Zur Begrenzung der Geldmenge plant die EZB überdies, ihre Ankäufe von Staats- und anderen Schuldverschreibungen zurückfahren. Neben dem niedrigen Zinsniveau waren diese Markteingriffe aber der Grund dafür, dass die europäischen Staaten, die das seit anderthalb Jahrzehnten permanent und progressiv nötig haben, sich relativ billig verschulden konnten.

Die Sicherheit des globalen Finanzsektors, im Zweifels- und Bedarfsfall die gekauften Staatspapiere in Liquidität verwandeln zu können, machte diese Schuldenwirtschaft nicht nur haltbar. Sie trug und trägt auch zu der internationalen Attraktivität der Währung bei, in der sie sich vollzieht.

Diese globale Nachfrage verschafft dem staatlichen Emittenten des Geldes, hier ein ganzes Staatenbündnis, finanzpolitische Macht und Handlungsfreiheit auch nach außen hin. Beim G7-Gipfel, seinen Zuwendungen für die Ukraine, seiner 600-Milliarden-Alternative zur Seidenstraße der VR China etc. war das gerade zu beobachten.

Genau diesen geldpolitischen Zusammenhang will die EZB weder durch die Inflation noch umgekehrt durch ihre Bekämpfung gefährdet sehen – woraus sich die Sache mit dem "neuen Instrument" erklären dürfte.

Höhere Zinsen verteuern auch die staatliche Schuldenaufnahme, und die Reduzierung der Anleihekäufe erhöht das Risiko der Anleger, für das sie einen zusätzlichen Zinsgewinn auf Staatskosten erwarten. In diese Abwägung der Investoren geht überdies deren unterschiedliche Bewertung der Euro-Länder ein, die sich nach wie vor in eigener Regie und Hoheit verschulden.
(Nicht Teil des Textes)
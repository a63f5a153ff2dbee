//! Quote command

use anyhow::{Context, Result};
use chrono::{Datelike, Local, NaiveDate};
use clap::Args;
use colored::Colorize;
use tabled::Tabled;

use crate::client::{ApiClient, QuoteRequest, QuoteResponse};
use crate::output::{color_tier, format_price, print_info, print_json, print_table, OutputFormat};

/// Listing attributes for a quote
#[derive(Debug, Clone, Args)]
pub struct QuoteArgs {
    /// Number of guests the listing accommodates (server default 0)
    #[arg(long)]
    pub acc: Option<u32>,

    /// Number of bedrooms (server default 0)
    #[arg(long)]
    pub bed: Option<u32>,

    /// Number of bathrooms, half baths allowed (server default 1)
    #[arg(long)]
    pub bath: Option<f64>,

    /// Number of listed amenities (server default 15)
    #[arg(long)]
    pub amenities: Option<u32>,

    /// Neighborhood name as used in the training data
    #[arg(long, short)]
    pub neighborhood: Option<String>,

    /// Room type (e.g. "Entire home/apt", "Private room")
    #[arg(long, short)]
    pub room_type: Option<String>,

    /// Stay month (1-12); defaults to the current month
    #[arg(long, value_parser = clap::value_parser!(u32).range(1..=12))]
    pub month: Option<u32>,

    /// Stay date (YYYY-MM-DD); sets month and weekend together
    #[arg(long, conflicts_with_all = ["month", "weekend"])]
    pub date: Option<String>,

    /// Price a weekend night
    #[arg(long)]
    pub weekend: bool,

    /// Listing is currently not bookable
    #[arg(long)]
    pub unavailable: bool,
}

/// Row for the quote summary table
#[derive(Tabled)]
struct QuoteRow {
    #[tabled(rename = "Field")]
    field: String,
    #[tabled(rename = "Value")]
    value: String,
}

/// Row for the impact table
#[derive(Tabled)]
struct ImpactRow {
    #[tabled(rename = "Factor")]
    factor: &'static str,
    #[tabled(rename = "Impact")]
    score: String,
}

/// Month and weekend flag for a stay date
pub fn month_and_weekend(date: &str) -> Result<(u32, bool)> {
    let date = NaiveDate::parse_from_str(date, "%Y-%m-%d")
        .with_context(|| format!("Invalid date '{}', expected YYYY-MM-DD", date))?;
    Ok((date.month(), date.weekday().num_days_from_monday() >= 5))
}

/// Turn command line arguments into a request body
pub fn build_request(args: &QuoteArgs, default_neighborhood: Option<&str>) -> Result<QuoteRequest> {
    let (month, is_weekend) = match &args.date {
        Some(date) => month_and_weekend(date)?,
        None => (
            args.month.unwrap_or_else(|| Local::now().month()),
            args.weekend,
        ),
    };

    Ok(QuoteRequest {
        acc: args.acc,
        bed: args.bed,
        bath: args.bath,
        amenities: args.amenities,
        neighborhood: args
            .neighborhood
            .clone()
            .or_else(|| default_neighborhood.map(str::to_string)),
        room_type: args.room_type.clone(),
        month,
        is_weekend: u8::from(is_weekend),
        available: u8::from(!args.unavailable),
    })
}

/// Request and print a quote
pub async fn quote(
    client: &ApiClient,
    args: &QuoteArgs,
    default_neighborhood: Option<&str>,
    format: OutputFormat,
) -> Result<()> {
    let request = build_request(args, default_neighborhood)?;
    let response = client.quote(&request).await?;

    match format {
        OutputFormat::Json => print_json(&response)?,
        OutputFormat::Table => render(&request, &response),
    }

    Ok(())
}

fn render(request: &QuoteRequest, response: &QuoteResponse) {
    println!(
        "{} {}",
        "Nightly rate:".bold(),
        format_price(&response.price).green().bold()
    );
    println!();

    let mut rows = vec![
        QuoteRow {
            field: "Range".to_string(),
            value: format!(
                "{} - {}",
                format_price(&response.range_low),
                format_price(&response.range_high)
            ),
        },
        QuoteRow {
            field: "Tier".to_string(),
            value: color_tier(&response.tier),
        },
        QuoteRow {
            field: "Month".to_string(),
            value: request.month.to_string(),
        },
        QuoteRow {
            field: "Weekend".to_string(),
            value: if request.is_weekend == 1 { "yes" } else { "no" }.to_string(),
        },
        QuoteRow {
            field: "Random forest".to_string(),
            value: format_price(&response.rf),
        },
    ];
    if let Some(xgb) = &response.xgb {
        rows.push(QuoteRow {
            field: "Gradient boosting".to_string(),
            value: format_price(xgb),
        });
    }
    if let Some(multiplier) = &response.multiplier {
        rows.push(QuoteRow {
            field: "Multiplier".to_string(),
            value: format!("x{}", multiplier),
        });
    }
    print_table(&rows);

    println!("\n{}", "Feature impact".bold());
    let impact = &response.impact;
    print_table(&[
        ImpactRow {
            factor: "Size",
            score: format!("{:.2}", impact.size),
        },
        ImpactRow {
            factor: "Beds",
            score: format!("{:.2}", impact.beds),
        },
        ImpactRow {
            factor: "Baths",
            score: format!("{:.2}", impact.baths),
        },
        ImpactRow {
            factor: "Amenities",
            score: format!("{:.2}", impact.amenities),
        },
    ]);

    if !response.insights.is_empty() {
        println!();
        for insight in &response.insights {
            print_info(insight);
        }
    }
}

#[cfg(test)]
mod tests {
    use super::*;

    fn args() -> QuoteArgs {
        QuoteArgs {
            acc: Some(4),
            bed: Some(2),
            bath: Some(2.0),
            amenities: Some(20),
            neighborhood: None,
            room_type: Some("Entire home/apt".to_string()),
            month: Some(7),
            date: None,
            weekend: true,
            unavailable: false,
        }
    }

    #[test]
    fn test_date_derives_month_and_weekend() {
        // 2024-07-13 was a Saturday
        assert_eq!(month_and_weekend("2024-07-13").unwrap(), (7, true));
        // 2024-12-02 was a Monday
        assert_eq!(month_and_weekend("2024-12-02").unwrap(), (12, false));
        // Friday is not a weekend night
        assert_eq!(month_and_weekend("2024-03-15").unwrap(), (3, false));
    }

    #[test]
    fn test_invalid_date() {
        let err = month_and_weekend("13/07/2024").unwrap_err();
        assert!(err.to_string().contains("YYYY-MM-DD"));
    }

    #[test]
    fn test_build_request_from_flags() {
        let request = build_request(&args(), None).unwrap();
        assert_eq!(request.acc, Some(4));
        assert_eq!(request.month, 7);
        assert_eq!(request.is_weekend, 1);
        assert_eq!(request.available, 1);
        assert!(request.neighborhood.is_none());
    }

    #[test]
    fn test_build_request_with_date() {
        let mut args = args();
        args.month = None;
        args.weekend = false;
        args.date = Some("2024-02-18".to_string());
        args.unavailable = true;

        let request = build_request(&args, Some("San Jose")).unwrap();
        assert_eq!(request.month, 2);
        assert_eq!(request.is_weekend, 1);
        assert_eq!(request.available, 0);
        assert_eq!(request.neighborhood.as_deref(), Some("San Jose"));
    }

    #[test]
    fn test_omitted_attributes_are_left_to_the_server() {
        let args = QuoteArgs {
            acc: None,
            bed: None,
            bath: None,
            amenities: None,
            neighborhood: None,
            room_type: None,
            month: Some(3),
            date: None,
            weekend: false,
            unavailable: false,
        };
        let request = build_request(&args, None).unwrap();
        let body = serde_json::to_value(&request).unwrap();
        let body = body.as_object().unwrap();

        for field in ["acc", "bed", "bath", "amenities", "neighborhood", "room_type"] {
            assert!(!body.contains_key(field), "{} should be omitted", field);
        }
        assert_eq!(body["month"], 3);
        assert_eq!(body["is_weekend"], 0);
        assert_eq!(body["available"], 1);
    }

    #[test]
    fn test_explicit_neighborhood_beats_config() {
        let mut args = args();
        args.neighborhood = Some("Palo Alto".to_string());
        let request = build_request(&args, Some("San Jose")).unwrap();
        assert_eq!(request.neighborhood.as_deref(), Some("Palo Alto"));
    }
}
Daraus resultiert ein sogenannter Spread in den Zinssätzen der jeweiligen Staatspapiere, der die Schuldenquote der Großschuldner mehrt statt mindert. Das könnte nach Ansicht der Zuständigen und nach der Logik der Finanzmärkte "Zweifel an der Solidität hochverschuldeter (EU-) Staaten wecken" und so auf den Kurs und die Stabilität des Euro durchschlagen. Daher ist die EZB entschlossen, "gegen Vergrößerungen der Renditeabstände von Staatsanleihen in der Eurozone vorzugehen".

Eben dies war ein Ziel der bisher anschwellenden Aufkäufe, deren Abbau jetzt dieselbe Wirkung erzielen soll – bloß "ohne die Inflationsbekämpfung zu konterkarieren". Dass diese Meisterleistung nur in "Kombination von Regeln, Kriterien, Ermessen, Diskussion bei konstruktiver Unklarheit" erfolgen kann, steht schon mal fest.